マリーさんが強盗犯を引き付けてくれている間に。

「.....うるせぇよ。そんな馬鹿らしいことやってられねぇよ」

「どうして?こんな事をしたら貴方、処刑されてしまうわよ。真っ当に働いた方がいいに決まっているわ」

まっすぐ当たり前よ。というように話すマリーさんに俺はびくびくしっぱなしだ。勘弁してくれただでさえ人質の貴方が危険な目に遭わないようにどうしたらいいか考えたり神経使ってるのに自分から殺されに行くような事しないでくれ頼むから!!!そっちに集中してボタンどころじゃない。

「真っ当に働けてたらこんな事してねぇんだよ!!」

強盗犯の叫び声にも似た声にびくりと体を震わせる俺だが、マリーさんは落ち着いていた。

「そんな事ないわ。働けない人なんてこの世界にどこにもいないもの。生きる為には働かなくてはいけないのでしょう?私はそうやって店長さんに教わったわ。だからこうして働いているの。生きる為には働かなくてはいけないのなら働けない人なんているわけがないじゃない。違う?」

彼女に惹きつけられるように俺も、強盗犯も彼女を見る。言葉の力が凄い。今のうちに俺は少しずつ移動を始めた。
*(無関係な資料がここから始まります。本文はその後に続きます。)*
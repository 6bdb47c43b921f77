//! Reflector configuration.

/// Configuration for the [`Reflector`](crate::Reflector).
#[derive(Debug, Clone)]
pub struct ReflectorConfig {
    /// Skip elements with a malformed identity instead of failing the file.
    pub skip_invalid: bool,
    /// Log progress for every file at info level.
    pub verbose: bool,
}

impl Default for ReflectorConfig {
    fn default() -> Self {
        Self {
            skip_invalid: true,
            verbose: false,
        }
    }
}

impl ReflectorConfig {
    /// Create config from environment variables.
    ///
    /// `REFRACT_SKIP_INVALID` accepts `1`/`true` and `0`/`false`; anything
    /// else keeps the default.
    pub fn from_env() -> Self {
        let mut config = Self::default();
        if let Ok(value) = std::env::var("REFRACT_SKIP_INVALID") {
            if let Some(skip) = parse_flag(&value) {
                config.skip_invalid = skip;
            }
        }
        config
    }

    /// Set whether progress is logged per file.
    pub fn with_verbose(mut self, verbose: bool) -> Self {
        self.verbose = verbose;
        self
    }
}

fn parse_flag(value: &str) -> Option<bool> {
    match value.trim().to_lowercase().as_str() {
        "1" | "true" => Some(true),
        "0" | "false" => Some(false),
        _ => None,
    }
}

#[cfg(test)]
mod tests {
    use super::*;

    #[test]
    fn test_defaults() {
        let config = ReflectorConfig::default();
        assert!(config.skip_invalid);
        assert!(!config.verbose);
    }

    #[test]
    fn test_parse_flag() {
        assert_eq!(parse_flag("1"), Some(true));
        assert_eq!(parse_flag(" TRUE "), Some(true));
        assert_eq!(parse_flag("false"), Some(false));
        assert_eq!(parse_flag("maybe"), None);
    }
}
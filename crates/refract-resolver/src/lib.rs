//! Name resolution for the Refract PHP reflection pipeline.
//!
//! This crate handles:
//! - Deriving the [`ResolutionContext`] of a namespace block from its
//!   `use` imports
//! - Resolving parameter and return type declarations against a context

mod types;

pub use types::resolve_type;

use refract_ast::{Name, Namespace, Stmt, StmtKind, UseDecl, UseItem};
use refract_types::{AliasMap, ResolutionContext};

/// Build the resolution context for a namespace block.
///
/// `None` stands for code outside any namespace declaration and yields the
/// empty global context. Only direct children of the block are scanned, and
/// only class-alike imports contribute aliases: `use function` and
/// `use const` do not take part in type resolution. When two imports share
/// an alias the later one wins.
pub fn build_context(namespace: Option<&Namespace>) -> ResolutionContext {
    match namespace {
        Some(namespace) => build_block_context(namespace.name.as_ref(), &namespace.stmts),
        None => ResolutionContext::global(),
    }
}

/// Build the resolution context of a block given its declared name and its
/// direct child statements.
///
/// Lets callers treat statements that are not wrapped in a [`Namespace`]
/// node, such as the top level of a file, as an unnamed block.
pub fn build_block_context(name: Option<&Name>, stmts: &[Stmt]) -> ResolutionContext {
    let name = name.map(|name| name.to_string()).unwrap_or_default();

    let mut aliases = AliasMap::new();
    for stmt in stmts {
        let StmtKind::Use(decl) = &stmt.node else {
            continue;
        };
        if !decl.kind().is_class_alike() {
            continue;
        }

        for item in decl.items() {
            let alias = item.effective_alias();
            let target = import_target(decl, item);
            tracing::trace!(namespace = %name, alias, target = %target, "import");
            if let Some(previous) = aliases.insert(alias, &target) {
                tracing::warn!(
                    namespace = %name,
                    alias,
                    previous = %previous,
                    target = %target,
                    "import alias redeclared, earlier target is no longer reachable"
                );
            }
        }
    }

    tracing::debug!(namespace = %name, aliases = aliases.len(), "built resolution context");
    ResolutionContext::new(name, aliases)
}

/// The fully qualified name an import item refers to.
fn import_target(decl: &UseDecl, item: &UseItem) -> String {
    match decl {
        UseDecl::Plain { .. } => item.name.to_string(),
        UseDecl::Group { prefix, .. } => format!("{}\\{}", prefix, item.name),
    }
}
「はぁ?説教すんのか?俺は生憎お前みたいな真っ当な人間じゃねえんだよ。もう戻れねぇんだよ」

強盗犯は、思わず吐き出してしまったと言うような様子で、動揺した様子だった。
マリーさんは子供を諭すように優しい声色でマリーさんの首元に当てていたナイフを握る強盗犯の手に、優しく自分の手を重ねた。

「そんな事ないわよ。貴方はまだお金を盗んでないでしょう?大丈夫よやり直せるわ。働く場所がないならここで私と一緒に働けばいいんだわ」

レジ前、ボタンの場所までたどり着いた。すぐさま押すと耳を塞ぎたくなるようなけたたましく警報が鳴り響き、店長が休憩室から飛び出して来た。

「どうした!?」

「きゃっ!なんですかこの大きな音!」

驚いてよろめいたマリーさんは、

「いてっ!何すんだ!」

強盗犯の足を踏み、前の方へおっとっととバランスを崩した。

「ごめんなさい。わざとじゃ、ないのよ」

「マリーさん!早くこっちへ!!」

俺はその隙にマリーさんの手を引いて店長と三人で休憩室前で強盗犯と向かい合う。

俺は一応コンビニの外にいる綾女さんに鎌をしまって!もう大丈夫とアイコンタクトを取り、だらりと体から力が抜けた。

「お前...俺に今まで話してたのはあいつにボタンを押させる為の演技だったって訳かよ。最低だな!くそ女!」

その言葉に、隣にいたマリーさんは心から傷ついている様子だった。

警察が来て、事情聴取されて、俺は心の底から疲弊していたが、更にあの時のマリーさんの顔が頭にフラッシュバックしてきて、強盗犯の件も相まって、心臓がバクバクと鳴り響き、その音がうるさくて、耳を塞いでも警報の音は鳴り止まない。
家に帰ってきてもなかなか寝る事ができなかった。